* What the task requires
The line containing "let args = ConfigArgs" marks the end, so write out exactly every line from the top of the entries below through that one.

* Records for processing
+--

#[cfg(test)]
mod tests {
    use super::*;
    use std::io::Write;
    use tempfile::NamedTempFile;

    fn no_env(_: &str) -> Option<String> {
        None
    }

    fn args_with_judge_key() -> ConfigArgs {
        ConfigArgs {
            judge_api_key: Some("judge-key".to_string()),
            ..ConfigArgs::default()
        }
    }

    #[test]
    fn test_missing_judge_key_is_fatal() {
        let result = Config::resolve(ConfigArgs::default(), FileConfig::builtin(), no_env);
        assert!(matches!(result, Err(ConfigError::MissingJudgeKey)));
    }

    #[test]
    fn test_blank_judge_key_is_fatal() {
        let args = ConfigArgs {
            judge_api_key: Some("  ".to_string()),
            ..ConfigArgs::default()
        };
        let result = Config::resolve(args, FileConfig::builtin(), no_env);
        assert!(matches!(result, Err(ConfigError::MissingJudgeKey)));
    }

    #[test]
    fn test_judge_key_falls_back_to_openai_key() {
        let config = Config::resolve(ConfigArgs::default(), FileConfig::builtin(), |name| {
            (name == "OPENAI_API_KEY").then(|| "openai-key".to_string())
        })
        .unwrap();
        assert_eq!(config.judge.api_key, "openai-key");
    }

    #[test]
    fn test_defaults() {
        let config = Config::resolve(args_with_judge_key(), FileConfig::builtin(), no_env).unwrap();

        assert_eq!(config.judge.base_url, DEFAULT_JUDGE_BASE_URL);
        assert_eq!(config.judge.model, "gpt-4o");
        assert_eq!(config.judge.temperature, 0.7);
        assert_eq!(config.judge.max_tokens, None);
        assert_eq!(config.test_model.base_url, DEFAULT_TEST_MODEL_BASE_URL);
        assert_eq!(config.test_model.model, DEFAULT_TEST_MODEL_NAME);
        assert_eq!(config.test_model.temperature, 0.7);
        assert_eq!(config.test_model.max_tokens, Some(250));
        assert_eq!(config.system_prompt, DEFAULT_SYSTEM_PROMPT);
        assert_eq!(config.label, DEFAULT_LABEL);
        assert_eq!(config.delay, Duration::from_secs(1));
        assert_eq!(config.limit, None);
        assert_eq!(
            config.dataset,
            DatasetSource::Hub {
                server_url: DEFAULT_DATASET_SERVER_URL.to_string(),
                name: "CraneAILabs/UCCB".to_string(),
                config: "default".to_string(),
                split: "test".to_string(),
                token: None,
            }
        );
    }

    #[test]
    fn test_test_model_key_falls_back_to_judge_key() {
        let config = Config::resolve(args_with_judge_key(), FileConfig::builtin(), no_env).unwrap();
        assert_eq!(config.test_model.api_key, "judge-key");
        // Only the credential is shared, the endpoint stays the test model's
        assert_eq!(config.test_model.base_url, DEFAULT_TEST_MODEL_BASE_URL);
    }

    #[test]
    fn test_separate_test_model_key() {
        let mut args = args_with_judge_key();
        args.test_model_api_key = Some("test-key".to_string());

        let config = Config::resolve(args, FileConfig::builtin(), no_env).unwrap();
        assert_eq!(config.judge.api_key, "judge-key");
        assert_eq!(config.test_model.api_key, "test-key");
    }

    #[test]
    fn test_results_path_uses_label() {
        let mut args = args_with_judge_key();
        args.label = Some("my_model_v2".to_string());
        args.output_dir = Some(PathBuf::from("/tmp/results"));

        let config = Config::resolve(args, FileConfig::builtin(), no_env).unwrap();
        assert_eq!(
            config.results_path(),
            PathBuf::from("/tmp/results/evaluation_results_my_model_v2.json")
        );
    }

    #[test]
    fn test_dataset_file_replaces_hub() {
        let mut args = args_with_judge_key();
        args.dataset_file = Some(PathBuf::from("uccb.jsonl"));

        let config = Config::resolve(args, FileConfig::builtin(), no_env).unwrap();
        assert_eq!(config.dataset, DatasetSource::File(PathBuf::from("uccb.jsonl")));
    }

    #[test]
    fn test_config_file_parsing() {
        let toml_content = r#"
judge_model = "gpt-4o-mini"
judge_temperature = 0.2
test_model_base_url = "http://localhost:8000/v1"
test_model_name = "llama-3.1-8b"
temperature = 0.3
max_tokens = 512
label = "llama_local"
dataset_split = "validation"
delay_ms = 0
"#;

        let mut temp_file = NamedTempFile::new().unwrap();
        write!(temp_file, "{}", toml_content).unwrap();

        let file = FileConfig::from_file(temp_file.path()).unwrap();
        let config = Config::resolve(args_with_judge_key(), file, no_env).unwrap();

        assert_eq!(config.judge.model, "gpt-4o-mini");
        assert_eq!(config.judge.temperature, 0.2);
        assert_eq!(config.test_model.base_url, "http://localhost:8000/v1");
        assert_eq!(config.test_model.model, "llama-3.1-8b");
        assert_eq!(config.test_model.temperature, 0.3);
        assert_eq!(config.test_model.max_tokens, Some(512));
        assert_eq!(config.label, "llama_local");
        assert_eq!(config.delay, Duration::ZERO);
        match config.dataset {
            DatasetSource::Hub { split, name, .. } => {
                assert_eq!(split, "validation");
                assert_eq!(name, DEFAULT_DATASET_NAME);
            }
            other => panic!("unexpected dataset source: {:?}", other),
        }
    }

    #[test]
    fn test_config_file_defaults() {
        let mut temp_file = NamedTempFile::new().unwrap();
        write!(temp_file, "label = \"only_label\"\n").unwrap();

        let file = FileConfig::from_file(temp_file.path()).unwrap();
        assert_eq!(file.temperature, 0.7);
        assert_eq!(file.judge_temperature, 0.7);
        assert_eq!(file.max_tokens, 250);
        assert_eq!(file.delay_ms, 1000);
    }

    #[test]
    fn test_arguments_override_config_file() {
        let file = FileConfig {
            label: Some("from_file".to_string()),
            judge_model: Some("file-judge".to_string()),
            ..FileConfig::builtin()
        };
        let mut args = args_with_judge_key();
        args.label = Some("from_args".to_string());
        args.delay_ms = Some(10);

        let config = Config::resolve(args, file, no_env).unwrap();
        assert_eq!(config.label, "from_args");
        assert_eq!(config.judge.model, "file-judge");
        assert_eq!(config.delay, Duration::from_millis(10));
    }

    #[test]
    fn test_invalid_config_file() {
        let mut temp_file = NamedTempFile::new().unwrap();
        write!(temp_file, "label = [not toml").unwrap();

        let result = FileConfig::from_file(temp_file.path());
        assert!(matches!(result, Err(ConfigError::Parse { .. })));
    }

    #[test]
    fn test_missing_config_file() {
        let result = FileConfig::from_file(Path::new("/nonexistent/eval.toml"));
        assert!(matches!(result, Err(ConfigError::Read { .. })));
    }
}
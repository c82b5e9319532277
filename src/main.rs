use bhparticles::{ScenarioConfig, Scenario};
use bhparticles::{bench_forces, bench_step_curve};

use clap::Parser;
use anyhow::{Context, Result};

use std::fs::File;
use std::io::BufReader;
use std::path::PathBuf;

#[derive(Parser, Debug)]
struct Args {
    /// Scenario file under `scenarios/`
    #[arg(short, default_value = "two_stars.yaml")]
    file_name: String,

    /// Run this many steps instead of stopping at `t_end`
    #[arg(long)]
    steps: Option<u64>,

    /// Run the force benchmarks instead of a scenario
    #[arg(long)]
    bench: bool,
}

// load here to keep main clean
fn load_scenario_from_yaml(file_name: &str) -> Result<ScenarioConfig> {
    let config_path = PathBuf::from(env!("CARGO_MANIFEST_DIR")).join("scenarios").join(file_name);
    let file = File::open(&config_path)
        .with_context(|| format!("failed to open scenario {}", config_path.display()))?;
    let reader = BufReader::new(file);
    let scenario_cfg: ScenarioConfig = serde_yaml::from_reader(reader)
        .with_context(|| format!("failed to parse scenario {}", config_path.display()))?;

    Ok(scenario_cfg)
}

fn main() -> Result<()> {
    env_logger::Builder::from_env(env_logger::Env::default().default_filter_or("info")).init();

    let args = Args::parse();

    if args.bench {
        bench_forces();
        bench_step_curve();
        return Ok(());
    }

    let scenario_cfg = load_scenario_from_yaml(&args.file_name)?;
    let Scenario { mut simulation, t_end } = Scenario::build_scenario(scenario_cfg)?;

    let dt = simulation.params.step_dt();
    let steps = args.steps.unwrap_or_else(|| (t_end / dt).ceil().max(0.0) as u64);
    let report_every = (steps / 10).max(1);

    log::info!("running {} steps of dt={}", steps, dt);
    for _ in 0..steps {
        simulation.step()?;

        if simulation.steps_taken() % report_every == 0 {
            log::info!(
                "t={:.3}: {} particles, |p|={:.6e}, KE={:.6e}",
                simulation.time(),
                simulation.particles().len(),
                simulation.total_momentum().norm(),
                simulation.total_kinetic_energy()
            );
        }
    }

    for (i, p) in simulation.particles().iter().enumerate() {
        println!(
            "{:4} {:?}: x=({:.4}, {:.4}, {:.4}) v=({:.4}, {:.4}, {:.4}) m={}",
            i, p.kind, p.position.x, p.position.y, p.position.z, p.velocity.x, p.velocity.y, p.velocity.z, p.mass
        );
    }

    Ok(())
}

+--

* Finished task
#[cfg(test)]
mod tests {
    use super::*;
    use std::io::Write;
    use tempfile::NamedTempFile;

    fn no_env(_: &str) -> Option<String> {
        None
    }

    fn args_with_judge_key() -> ConfigArgs {
        ConfigArgs {
            judge_api_key: Some("judge-key".to_string()),
            ..ConfigArgs::default()
        }
    }

    #[test]
    fn test_missing_judge_key_is_fatal() {
        let result = Config::resolve(ConfigArgs::default(), FileConfig::builtin(), no_env);
        assert!(matches!(result, Err(ConfigError::MissingJudgeKey)));
    }

    #[test]
    fn test_blank_judge_key_is_fatal() {
        let args = ConfigArgs {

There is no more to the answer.